Suara.com - Gubernur DKI Jakarta Pramono Anung melepas ratusan alumni Sekolah Menengah Kejuruan (SMK) untuk mulai meniti karier profesional di pasar kerja internasional.
Para talenta muda asal Jakarta ini dijadwalkan segera bertolak menuju tiga negara tujuan utama, yaitu Jepang, Malaysia, dan Jerman.
”Jumlah yang akan berangkat 561 orang,” ujar Pramono di Balai Kota DKI Jakarta, Senin (4/5/2026).
Seluruh peserta yang berangkat telah melalui proses seleksi ketat, agar mampu berkompetisi dengan tenaga kerja dari berbagai belahan dunia lainnya.
Kehadiran para lulusan SMK ini diharapkan mampu memperkuat citra positif sumber daya manusia Indonesia di mata mitra strategis mancanegara.
”Membawa nama baik Jakarta dan Indonesia melalui semangat 'SMK Naik Kelas, Alumni Mendunia',” harap Pramono.
Selain menjadi kebanggaan bagi keluarga, keberangkatan ini menjadi bukti nyata bahwa kurikulum kejuruan di ibu kota telah memenuhi ekspektasi industri internasional.
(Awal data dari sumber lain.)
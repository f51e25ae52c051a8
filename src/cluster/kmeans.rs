use ndarray::ArrayView1;
use rand::Rng;
use rand::SeedableRng;
use rand::rngs::StdRng;
use serde::{Deserialize, Serialize};

use crate::Matrix;
use crate::error::{Error, Result};

/// Centroid-based partitioning of numeric features into `n_clusters` groups,
/// minimizing within-cluster squared distance.
///
/// A fixed `random_state` makes repeated fits over identical input assign
/// identical labels to identical rows; which cluster index means what is
/// arbitrary and resolved separately by the archetype association.
#[derive(Clone, Debug, Serialize, Deserialize)]
pub struct KMeans {
    pub cluster_centers: Option<Matrix>,
    pub labels: Option<Vec<usize>>,
    pub inertia: Option<f64>,
    n_clusters: usize,
    max_iter: usize,
    tolerance: f64,
    n_init: usize,
    random_state: Option<u64>,
}

impl KMeans {
    pub fn new(n_clusters: usize) -> Self {
        Self {
            cluster_centers: None,
            labels: None,
            inertia: None,
            n_clusters,
            max_iter: 300,
            tolerance: 1e-4,
            n_init: 10,
            random_state: None,
        }
    }

    pub fn max_iter(mut self, max_iter: usize) -> Self {
        self.max_iter = max_iter;
        self
    }

    pub fn tolerance(mut self, tolerance: f64) -> Self {
        self.tolerance = tolerance;
        self
    }

    /// Number of restarts with fresh centroid seeds; the run with the lowest
    /// inertia wins.
    pub fn n_init(mut self, n_init: usize) -> Self {
        self.n_init = n_init.max(1);
        self
    }

    pub fn random_state(mut self, random_state: u64) -> Self {
        self.random_state = Some(random_state);
        self
    }

    pub fn fit(&mut self, x: &Matrix) -> Result<()> {
        if self.n_clusters == 0 {
            return Err(Error::Config("n_clusters must be > 0".to_string()));
        }
        if x.nrows() == 0 || x.ncols() == 0 {
            return Err(Error::Config(
                "input must have at least one sample and one feature".to_string(),
            ));
        }
        if x.nrows() < self.n_clusters {
            return Err(Error::Config(format!(
                "n_samples={} should be >= n_clusters={}",
                x.nrows(),
                self.n_clusters
            )));
        }

        let mut best: Option<(f64, Matrix, Vec<usize>)> = None;
        for run in 0..self.n_init {
            // Run r of seed s uses seed s + r, so the whole fit is
            // reproducible for a fixed random_state.
            let mut rng = match self.random_state {
                Some(seed) => StdRng::seed_from_u64(seed.wrapping_add(run as u64)),
                None => StdRng::from_entropy(),
            };

            let (centroids, labels, inertia) = self.run_lloyd(x, &mut rng);
            tracing::debug!(run, inertia, "k-means restart converged");

            if best.as_ref().map_or(true, |(b, _, _)| inertia < *b) {
                best = Some((inertia, centroids, labels));
            }
        }

        let (inertia, centroids, labels) = best.ok_or(Error::NotFitted)?;
        self.cluster_centers = Some(centroids);
        self.labels = Some(labels);
        self.inertia = Some(inertia);
        Ok(())
    }

    /// Assigns each row of `x` to the nearest fitted centroid. Does not
    /// retrain.
    pub fn predict(&self, x: &Matrix) -> Result<Vec<usize>> {
        let centroids = self.cluster_centers.as_ref().ok_or(Error::NotFitted)?;

        if x.ncols() != centroids.ncols() {
            return Err(Error::FeatureMismatch {
                expected: centroids.ncols(),
                found: x.ncols(),
            });
        }

        Ok(x.outer_iter()
            .map(|row| nearest_centroid(&row, centroids).0)
            .collect())
    }

    pub fn fit_predict(&mut self, x: &Matrix) -> Result<Vec<usize>> {
        self.fit(x)?;
        self.labels.clone().ok_or(Error::NotFitted)
    }

    /// One full Lloyd run from a fresh k-means++ initialization.
    fn run_lloyd(&self, x: &Matrix, rng: &mut StdRng) -> (Matrix, Vec<usize>, f64) {
        let mut centroids = self.plus_plus_init(x, rng);
        let mut labels = vec![0usize; x.nrows()];

        for _ in 0..self.max_iter {
            for (i, row) in x.outer_iter().enumerate() {
                labels[i] = nearest_centroid(&row, &centroids).0;
            }

            let mut new_centroids = Matrix::zeros((self.n_clusters, x.ncols()));
            let mut counts = vec![0usize; self.n_clusters];
            for (i, row) in x.outer_iter().enumerate() {
                let mut center = new_centroids.row_mut(labels[i]);
                center += &row;
                counts[labels[i]] += 1;
            }
            for k in 0..self.n_clusters {
                if counts[k] > 0 {
                    let mut center = new_centroids.row_mut(k);
                    center /= counts[k] as f64;
                } else {
                    // Re-seed an emptied cluster from the data.
                    let idx = rng.gen_range(0..x.nrows());
                    new_centroids.row_mut(k).assign(&x.row(idx));
                }
            }

            let shift = max_centroid_shift(&centroids, &new_centroids);
            centroids = new_centroids;
            if shift < self.tolerance {
                break;
            }
        }

        let mut inertia = 0.0;
        for (i, row) in x.outer_iter().enumerate() {
            let (label, distance) = nearest_centroid(&row, &centroids);
            labels[i] = label;
            inertia += distance * distance;
        }

        (centroids, labels, inertia)
    }

    /// k-means++ seeding: each next centroid is drawn with probability
    /// proportional to its squared distance from the nearest chosen one.
    fn plus_plus_init(&self, x: &Matrix, rng: &mut StdRng) -> Matrix {
        let n = x.nrows();
        let mut centroids = Matrix::zeros((self.n_clusters, x.ncols()));
        centroids.row_mut(0).assign(&x.row(rng.gen_range(0..n)));

        let mut dist_sq = vec![f64::INFINITY; n];
        for k in 1..self.n_clusters {
            for (i, row) in x.outer_iter().enumerate() {
                let d = euclidean_distance(&row, &centroids.row(k - 1));
                if d * d < dist_sq[i] {
                    dist_sq[i] = d * d;
                }
            }

            let total: f64 = dist_sq.iter().sum();
            let idx = if total > 0.0 {
                let target = rng.gen_range(0.0..total);
                let mut cumulative = 0.0;
                let mut chosen = n - 1;
                for (i, d) in dist_sq.iter().enumerate() {
                    cumulative += d;
                    if cumulative >= target {
                        chosen = i;
                        break;
                    }
                }
                chosen
            } else {
                // All points coincide with a centroid already.
                rng.gen_range(0..n)
            };
            centroids.row_mut(k).assign(&x.row(idx));
        }

        centroids
    }
}

fn nearest_centroid(row: &ArrayView1<f64>, centroids: &Matrix) -> (usize, f64) {
    let mut best = (0, f64::INFINITY);
    for (k, center) in centroids.outer_iter().enumerate() {
        let distance = euclidean_distance(row, &center);
        if distance < best.1 {
            best = (k, distance);
        }
    }
    best
}

fn euclidean_distance(a: &ArrayView1<f64>, b: &ArrayView1<f64>) -> f64 {
    a.iter()
        .zip(b.iter())
        .map(|(x, y)| (x - y) * (x - y))
        .sum::<f64>()
        .sqrt()
}

fn max_centroid_shift(old: &Matrix, new: &Matrix) -> f64 {
    old.outer_iter()
        .zip(new.outer_iter())
        .map(|(a, b)| euclidean_distance(&a, &b))
        .fold(0.0, f64::max)
}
Pramono, mewakili Pemerintah Provinsi (Pemprov) DKI Jakarta, menegaskan bahwa kolaborasi lintas negara ini akan menjadi agenda prioritas yang dilaksanakan secara berkesinambungan.
”Kami akan terus mengadakan program untuk mengirim, melepas alumni SMK bekerja ke luar negeri,” tegas eks Sekretaris Kabinet itu.
Nantinya, para alumni turut diproyeksikan dapat menyerap ilmu serta teknologi mutakhir dari negara maju, untuk kelak diimplementasikan demi kemajuan Jakarta.